Thursday Morning Reads

Morning Reads











And just like that, the volatility came back. A tarnished earnings report from Meta Platforms (FB), formerly known as Facebook, dented whatever sentiment the market seemed to take hold of over the last few days following the big reverberations seen in January. Shares of Meta tumbled 23% in after-hours trading on Wednesday, wiping out $200B in market capitalization, while the worries spilled over to Nasdaq futures, which slid more than 2% overnight (that came after the biggest four-day rally since November 2020).

Analyst commentary: "It's a black eye quarter," Wedbush's Dan Ives said following the Q4 results. "It's a dark chapter quarter at a time when the bulls need to see good news."

Investors were surprised by weaker user growth (DAUs missed estimates of 1.95B), while Meta gave a disappointing sales forecast for the current period ($27B-$29B vs. $30.3B). Looking under the surface, one can see that the vast majority of Facebook's revenue comes from targeted advertising, though the company has been severely hurt by Apple's (NASDAQ:AAPL) privacy changes, which will result in a $10B hit in 2022. CEO Mark Zuckerberg also acknowledged that Meta is facing serious competition for user time and attention (think TikTok and Roblox (RBLX)), causing the company to pivot into a whole new arena: the Metaverse.

Outlook: Meta still has to convince shareholders that its embrace of the Metaverse will pay off, and despite the rebranding, the company at the moment is primarily an advertising company. "They're a basketball player saying that they're a skier," Dan Ives pointed out in an interview.

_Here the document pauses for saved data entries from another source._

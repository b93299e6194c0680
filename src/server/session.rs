//! Session cookie handling.
//!
//! The cookie only carries an opaque [`SessionId`]; the batch it points at
//! lives server-side in [`SessionBindings`].

use axum_extra::extract::cookie::{Cookie, CookieJar, SameSite};
use imageforged_common::{BatchId, SessionId};

use crate::config::MAX_SESSION_TIMEOUT_HOURS;
use crate::store::SessionBindings;

pub const SESSION_COOKIE_NAME: &str = "imageforged_session";

/// Session id carried by the request, if the cookie is present and well-formed.
pub fn session_id(jar: &CookieJar) -> Option<SessionId> {
    jar.get(SESSION_COOKIE_NAME)
        .and_then(|c| c.value().parse().ok())
}

/// Reuse the caller's session id or mint a new one, refreshing the cookie.
pub fn ensure_session(jar: CookieJar, timeout_hours: u64) -> (CookieJar, SessionId) {
    let session_id = session_id(&jar).unwrap_or_default();

    let cookie = Cookie::build((SESSION_COOKIE_NAME, session_id.to_string()))
        .path("/")
        .http_only(true)
        .same_site(SameSite::Lax)
        .max_age(time::Duration::hours(cookie_max_age_hours(timeout_hours)))
        .build();

    (jar.add(cookie), session_id)
}

fn cookie_max_age_hours(timeout_hours: u64) -> i64 {
    let hours = timeout_hours.clamp(1, MAX_SESSION_TIMEOUT_HOURS);
    i64::try_from(hours).unwrap_or(1)
}

/// The batch bound to the caller's session, if any.
pub fn current_batch(jar: &CookieJar, sessions: &SessionBindings) -> Option<BatchId> {
    session_id(jar).and_then(|id| sessions.current(id))
}

#[cfg(test)]
mod tests {
    use super::*;

    #[test]
    fn missing_cookie_has_no_session() {
        assert!(session_id(&CookieJar::new()).is_none());
    }

    #[test]
    fn malformed_cookie_is_ignored() {
        let jar = CookieJar::new().add(Cookie::new(SESSION_COOKIE_NAME, "garbage"));
        assert!(session_id(&jar).is_none());
    }

    #[test]
    fn ensure_session_reuses_existing_id() {
        let existing = SessionId::new();
        let jar = CookieJar::new().add(Cookie::new(SESSION_COOKIE_NAME, existing.to_string()));
        let (jar, id) = ensure_session(jar, 24);
        assert_eq!(id, existing);
        assert_eq!(session_id(&jar), Some(existing));
    }

    #[test]
    fn ensure_session_mints_new_id() {
        let (jar, id) = ensure_session(CookieJar::new(), 24);
        assert_eq!(session_id(&jar), Some(id));
        let cookie = jar.get(SESSION_COOKIE_NAME).unwrap();
        assert_eq!(cookie.http_only(), Some(true));
        assert_eq!(cookie.path(), Some("/"));
    }

    #[test]
    fn extreme_timeouts_are_clamped() {
        let (jar, _) = ensure_session(CookieJar::new(), u64::MAX);
        let max_age = jar.get(SESSION_COOKIE_NAME).unwrap().max_age().unwrap();
        assert_eq!(max_age.whole_hours(), MAX_SESSION_TIMEOUT_HOURS as i64);

        let (jar, _) = ensure_session(CookieJar::new(), 0);
        let max_age = jar.get(SESSION_COOKIE_NAME).unwrap().max_age().unwrap();
        assert_eq!(max_age.whole_hours(), 1);
    }

    #[test]
    fn current_batch_follows_binding() {
        let sessions = SessionBindings::new(60);
        let (jar, id) = ensure_session(CookieJar::new(), 24);
        assert!(current_batch(&jar, &sessions).is_none());

        let batch = BatchId::new();
        sessions.bind(id, batch);
        assert_eq!(current_batch(&jar, &sessions), Some(batch));
    }
}
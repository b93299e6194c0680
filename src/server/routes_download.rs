//! Retrieval endpoints for the caller's current batch.

use axum::{
    extract::{Path, State},
    http::header,
    response::{IntoResponse, Response},
    routing::get,
    Router,
};
use axum_extra::extract::cookie::CookieJar;
use imageforged_common::{ArtifactId, Error};

use super::error::ApiError;
use super::session::current_batch;
use super::AppContext;
use crate::retrieval;

pub fn download_routes() -> Router<AppContext> {
    Router::new()
        .route("/download/:artifact_id", get(download_one))
        .route("/download-zip", get(download_zip))
}

/// Download a single converted image.
#[utoipa::path(
    get,
    path = "/download/{artifact_id}",
    tag = "downloads",
    params(
        ("artifact_id" = String, Path, description = "Artifact id from a conversion result")
    ),
    responses(
        (
            status = 200,
            description = "Converted image as an attachment",
            body = Vec<u8>,
            content_type = "application/octet-stream"
        ),
        (status = 404, description = "No session, unknown artifact, or batch expired")
    )
)]
pub async fn download_one(
    State(ctx): State<AppContext>,
    jar: CookieJar,
    Path(artifact_id): Path<String>,
) -> Result<Response, ApiError> {
    let artifact_id: ArtifactId = artifact_id
        .parse()
        .map_err(|_| Error::not_found(format!("artifact {artifact_id}")))?;

    let binding = current_batch(&jar, &ctx.sessions);
    let artifact = retrieval::get_one(&ctx.store, binding, artifact_id)?;

    tracing::debug!(artifact_id = %artifact.id, filename = %artifact.filename, "Serving artifact");

    Ok(attachment(
        artifact.mime_type.clone(),
        &artifact.filename,
        artifact.data.clone(),
    ))
}

/// Download every image of the current batch as a ZIP archive.
#[utoipa::path(
    get,
    path = "/download-zip",
    tag = "downloads",
    responses(
        (
            status = 200,
            description = "ZIP archive of the current batch",
            body = Vec<u8>,
            content_type = "application/zip"
        ),
        (status = 404, description = "No session, batch expired, or nothing converted")
    )
)]
pub async fn download_zip(
    State(ctx): State<AppContext>,
    jar: CookieJar,
) -> Result<Response, ApiError> {
    let binding = current_batch(&jar, &ctx.sessions);
    let store = ctx.store.clone();
    let archive = tokio::task::spawn_blocking(move || retrieval::get_archive(&store, binding))
        .await
        .map_err(|e| Error::internal(format!("archive task failed: {e}")))??;

    Ok(attachment(
        "application/zip".to_string(),
        &archive.name,
        archive.data,
    ))
}

fn attachment(content_type: String, filename: &str, body: bytes::Bytes) -> Response {
    let disposition = format!("attachment; filename=\"{}\"", filename.replace('"', ""));
    (
        [
            (header::CONTENT_TYPE, content_type),
            (header::CONTENT_DISPOSITION, disposition),
        ],
        body,
    )
        .into_response()
}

Many say the firm will also have to sink big bucks and capex to get ahead of the curve in developing the Metaverse, where it will have the opportunity to make revenue from transaction-based or token-based sales (like NFTs) and not only from advertising.

Tech trouble

When Facebook (FB) sneezes, it's no surprise that other social media companies catch a cold. Related stocks crumbled in the AH session on Wednesday, with shares of Twitter (TWTR) declining 8%, Pinterest (PINS) dropping 10% and Snap (SNAP) slumping more than 17%. For good measure, semi-social name Alphabet (GOOGGOOGL) was also in the red, falling almost 2% even though it flexed its muscles during regular trade following its own upbeat quarterly numbers.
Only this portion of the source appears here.